Data excerpts:
//! Subscribing session.
//!
//! Unlike the sender, a receiver connects lazily: construction never fails
//! and never checks that a publisher exists. The first successful `receive`
//! establishes the connection. Width, height and the active sender name are
//! derived from the last successful exchange only, so a failed call leaves
//! them exactly as they were.

use std::fmt;
use std::sync::Arc;
use std::time::Duration;

use liru_core::error::{LiruError, Operation, Result, Role};
use liru_core::timing::{measure, Clock, MonotonicClock};
use liru_core::validate::{validate_nonempty, validate_nonzero_handle};
use liru_core::{FrameSize, ReceiverTransport, RemoteFrame, TextureFormat};

use crate::config::ReceiverSection;
use crate::obs::SessionMetrics;
use crate::stats::PerformanceSample;

const ROLE: &str = "receiver";

pub struct Receiver<T: ReceiverTransport, C: Clock = MonotonicClock> {
    transport: Option<T>,
    format: TextureFormat,
    clock: C,

    active_sender: String,
    size: Option<FrameSize>,
    initialized: bool,

    last_receive_time_ms: f64,
    frames_received: u64,

    metrics: Option<Arc<SessionMetrics>>,
}

impl<T: ReceiverTransport> Receiver<T> {
    /// An empty `target` attaches to any available publisher.
    pub fn new(transport: T, target: &str) -> Self {
        Self::open(transport, target, TextureFormat::default(), MonotonicClock)
    }

    pub fn from_config(transport: T, cfg: &ReceiverSection) -> Self {
        Self::open(transport, &cfg.target, cfg.format, MonotonicClock)
    }
}

impl<T: ReceiverTransport, C: Clock> Receiver<T, C> {
    pub fn open(mut transport: T, target: &str, format: TextureFormat, clock: C) -> Self {
        if !target.is_empty() {
            transport.select_target(target);
        }
        tracing::debug!(target_sender = %target, format = format.as_str(), "receiver created");

        Self {
            transport: Some(transport),
            format,
            clock,
            active_sender: target.to_string(),
            size: None,
            initialized: false,
            last_receive_time_ms: 0.0,
            frames_received: 0,
            metrics: None,
        }
    }

    /// Attach shared metrics, replacing any registry attached before.
    pub fn with_metrics(mut self, metrics: Arc<SessionMetrics>) -> Self {
        if self.transport.is_some() {
            if let Some(prev) = &self.metrics {
                prev.sessions_active.dec(&[("role", ROLE)]);
            }
            metrics.sessions_active.inc(&[("role", ROLE)]);
        }
        self.metrics = Some(metrics);
        self
    }

    /// Copy the current publisher's latest frame into `texture_id`.
    ///
    /// Returns the publisher's current `(width, height)`, which follows the
    /// publisher if it was resized. Latency is updated whether or not the
    /// transport succeeds.
    pub fn receive(&mut self, texture_id: u64) -> Result<(u32, u32)> {
        let handle = match validate_nonzero_handle(texture_id) {
            Ok(h) => h,
            Err(e) => {
                self.count("usage_error");
                return Err(e);
            }
        };
        let Some(transport) = self.transport.as_mut() else {
            self.count("usage_error");
            return Err(LiruError::Released(Role::Receiver));
        };

        let format = self.format;
        let timed = measure(&self.clock, || transport.copy_in(handle, format));

        self.last_receive_time_ms = timed.elapsed_ms;
        self.observe(timed.elapsed_ms);

        let frame = match timed.value {
            Ok(frame) => frame,
            Err(fault) => {
                self.count("transport_error");
                tracing::debug!(target_sender = %self.active_sender, error = %fault, "receive failed");
                return Err(LiruError::transport(Operation::Receive, fault));
            }
        };

        if frame.sender_name != self.active_sender {
            tracing::info!(from = %self.active_sender, to = %frame.sender_name, "active sender changed");
            self.active_sender = frame.sender_name;
        }
        if let Some(prev) = self.size.filter(|s| *s != frame.size) {
            tracing::info!(sender = %self.active_sender, from = %prev, to = %frame.size, "sender resized");
        }
        self.size = Some(frame.size);
        self.initialized = true;
        self.frames_received += 1;
        self.count("ok");
        tracing::trace!(sender = %self.active_sender, %handle, latency_ms = timed.elapsed_ms, "frame received");

        Ok((frame.size.width, frame.size.height))
    }

    /// Peek whether a newer frame is waiting. Does not consume it.
    pub fn is_updated(&self) -> bool {
        self.transport.as_ref().is_some_and(|t| t.is_updated())
    }

    /// Name and dimensions the current target would deliver, without
    /// receiving. Leaves size, identity and the initialized flag untouched.
    pub fn query_sender_info(&self) -> Option<RemoteFrame> {
        self.transport.as_ref().and_then(|t| t.query_sender())
    }

    /// Switch to `name`. Whether it exists is only known at the next `receive`.
    pub fn select_sender(&mut self, name: &str) -> Result<()> {
        let name = validate_nonempty(name)?;
        let transport = self
            .transport
            .as_mut()
            .ok_or(LiruError::Released(Role::Receiver))?;

        transport.select_target(name);
        tracing::debug!(from = %self.active_sender, to = %name, "sender selected");
        self.active_sender = name.to_string();
        Ok(())
    }

    /// Names currently published. Empty after release.
    pub fn sender_list(&self) -> Vec<String> {
        self.transport
            .as_ref()
            .map(|t| t.list_publishers())
            .unwrap_or_default()
    }

    pub fn release(&mut self) {
        if let Some(mut transport) = self.transport.take() {
            transport.release();
            if let Some(m) = &self.metrics {
                m.sessions_active.dec(&[("role", ROLE)]);
            }
            tracing::debug!(sender = %self.active_sender, frames = self.frames_received, "receiver released");
        }
    }

    pub fn is_released(&self) -> bool {
        self.transport.is_none()
    }

    /// Whether at least one `receive` has ever succeeded.
    pub fn is_initialized(&self) -> bool {
        self.initialized
    }

    /// Empty until a target is selected or a frame is received.
    pub fn active_sender(&self) -> &str {
        &self.active_sender
    }

    /// Zero before the first successful receive.
    pub fn width(&self) -> u32 {
        self.size.map_or(0, |s| s.width)
    }

    pub fn height(&self) -> u32 {
        self.size.map_or(0, |s| s.height)
    }

    pub fn size(&self) -> Option<FrameSize> {
        self.size
    }

    pub fn format(&self) -> TextureFormat {
        self.format
    }

    pub fn last_receive_time_ms(&self) -> f64 {
        self.last_receive_time_ms
    }

    pub fn frames_received(&self) -> u64 {
        self.frames_received
    }

    pub fn stats(&self) -> PerformanceSample {
        PerformanceSample {
            last_operation_latency_ms: self.last_receive_time_ms,
            rolling_rate: None,
            frames: self.frames_received,
        }
    }

    fn count(&self, outcome: &str) {
        if let Some(m) = &self.metrics {
            m.frames.inc(&[("role", ROLE), ("outcome", outcome)]);
        }
    }

    fn observe(&self, elapsed_ms: f64) {
        if let Some(m) = &self.metrics {
            let d = Duration::try_from_secs_f64(elapsed_ms / 1000.0).unwrap_or_default();
            m.exchange_duration.observe(&[("role", ROLE)], d);
        }
    }
}

impl<T: ReceiverTransport, C: Clock> Drop for Receiver<T, C> {
    fn drop(&mut self) {
        self.release();
    }
}

impl<T: ReceiverTransport, C: Clock> fmt::Display for Receiver<T, C> {
    fn fmt(&self, f: &mut fmt::Formatter<'_>) -> fmt::Result {
        let sender = if self.active_sender.is_empty() {
            "not connected"
        } else {
            self.active_sender.as_str()
        };
        write!(f, "Receiver(sender='{}', size={}x{})", sender, self.width(), self.height())
    }
}

impl<T: ReceiverTransport, C: Clock> fmt::Debug for Receiver<T, C> {
    fn fmt(&self, f: &mut fmt::Formatter<'_>) -> fmt::Result {
        f.debug_struct("Receiver")
            .field("active_sender", &self.active_sender)
            .field("size", &self.size)
            .field("initialized", &self.initialized)
            .field("released", &self.is_released())
            .field("frames_received", &self.frames_received)
            .finish()
    }
}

AIM OF THE TASK:
Copy all lines of the records that have the string "LiruError" in them.

WRITTEN ANSWER:
use liru_core::error::{LiruError, Operation, Result, Role};
            return Err(LiruError::Released(Role::Receiver));
                return Err(LiruError::transport(Operation::Receive, fault));
            .ok_or(LiruError::Released(Role::Receiver))?;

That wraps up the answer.